From the legal code, Section 4(a): "You must include a copy
of, or the Uniform Resource Identifier (URI) for, this License with every copy of the Work You Distribute or Publicly Perform". [1]
And also... "You may not sublicense the Work". So, a CC-BY-SA work is not sub-licensable as required by the terms of use of FB.
[1] http://creativecommons.org/licenses/by-sa/3.0/legalcode
Vicenç
From: odder.wiki@gmail.com Date: Thu, 16 Aug 2012 22:12:39 +0200 To: wikilovesmonuments@lists.wikimedia.org Subject: Re: [Wiki Loves Monuments] CC-BY on Facebook
Hi Matthew, I'd take the freedom to disagree with you; as far as I know, the CC BY-SA licence (version 3.0, but also all the previous ones) does not require linking to its text (at http://creativecommons.org/licenses/by-sa/3.0/), not to mention pasting the whole text.
The only requirement is to attribute the author in the way specified by him/her, and in our case most of the time this means to mention the name of the author and the name of the licence. But taking into consideration Facebook's Terms of Use, it would obviously be safer to link to the licence, agreed.

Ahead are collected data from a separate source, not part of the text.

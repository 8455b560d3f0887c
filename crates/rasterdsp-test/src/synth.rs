//! Synthetic test images
//!
//! Deterministic builders used across the regression tests instead of
//! image files on disk.

use rasterdsp_core::{BitDepth, Bitmap, rgb};

/// Build an image filled with one raw pixel value.
///
/// # Panics
///
/// Panics if either dimension is 0.
pub fn uniform(width: u32, height: u32, depth: BitDepth, value: u32) -> Bitmap {
    let bmp = Bitmap::new(width, height, depth).unwrap();
    let mut bmp_mut = bmp.try_into_mut().unwrap();
    for y in 0..height {
        for x in 0..width {
            bmp_mut.set_pixel_unchecked(x, y, value);
        }
    }
    bmp_mut.into()
}

/// Build an 8 bpp image with a horizontal ramp from 0 to 255.
///
/// # Panics
///
/// Panics if either dimension is 0.
pub fn gray_gradient(width: u32, height: u32) -> Bitmap {
    let bmp = Bitmap::new(width, height, BitDepth::Bit8).unwrap();
    let mut bmp_mut = bmp.try_into_mut().unwrap();
    let span = width.max(2) - 1;
    for y in 0..height {
        for x in 0..width {
            bmp_mut.set_pixel_unchecked(x, y, x * 255 / span);
        }
    }
    bmp_mut.into()
}

/// Build a 24 bpp image with red ramping along x, green along y, and a
/// constant blue of 128.
///
/// # Panics
///
/// Panics if either dimension is 0.
pub fn rgb_gradient(width: u32, height: u32) -> Bitmap {
    let bmp = Bitmap::new(width, height, BitDepth::Bit24).unwrap();
    let mut bmp_mut = bmp.try_into_mut().unwrap();
    let x_span = width.max(2) - 1;
    let y_span = height.max(2) - 1;
    for y in 0..height {
        for x in 0..width {
            let r = (x * 255 / x_span) as u8;
            let g = (y * 255 / y_span) as u8;
            bmp_mut.set_pixel_unchecked(x, y, rgb::compose_rgb(r, g, 128));
        }
    }
    bmp_mut.into()
}

/// Build an 8 bpp checkerboard with square cells.
///
/// # Panics
///
/// Panics if either dimension or the cell size is 0.
pub fn checkerboard(width: u32, height: u32, cell: u32, low: u32, high: u32) -> Bitmap {
    assert!(cell > 0, "cell size must be positive");
    let bmp = Bitmap::new(width, height, BitDepth::Bit8).unwrap();
    let mut bmp_mut = bmp.try_into_mut().unwrap();
    for y in 0..height {
        for x in 0..width {
            let value = if ((x / cell) + (y / cell)) % 2 == 0 {
                low
            } else {
                high
            };
            bmp_mut.set_pixel_unchecked(x, y, value);
        }
    }
    bmp_mut.into()
}

/// Build an 8 bpp image whose left half is `low` and right half `high`.
/// Useful for histogram and threshold tests.
///
/// # Panics
///
/// Panics if either dimension is 0.
pub fn bimodal(width: u32, height: u32, low: u32, high: u32) -> Bitmap {
    let bmp = Bitmap::new(width, height, BitDepth::Bit8).unwrap();
    let mut bmp_mut = bmp.try_into_mut().unwrap();
    for y in 0..height {
        for x in 0..width {
            let value = if x < width / 2 { low } else { high };
            bmp_mut.set_pixel_unchecked(x, y, value);
        }
    }
    bmp_mut.into()
}

/// Build an 8 bpp uniform image with a single differing pixel.
///
/// # Panics
///
/// Panics if either dimension is 0 or (x, y) is out of range.
pub fn spike(width: u32, height: u32, background: u32, x: u32, y: u32, value: u32) -> Bitmap {
    let bmp = uniform(width, height, BitDepth::Bit8, background);
    let mut bmp_mut = bmp.try_into_mut().unwrap();
    assert!(x < width && y < height, "spike out of range");
    bmp_mut.set_pixel_unchecked(x, y, value);
    bmp_mut.into()
}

On the other side, I would really like to see a legal case against Facebook, because it really seems weird if they could get a "non-exclusive, transferable, sub-licensable, royalty-free, worldwide" licence for all content that is uploaded to their servers, especially if they could overrule a free licence like CC BY-SA simply by having such a phrase in their Terms of Use.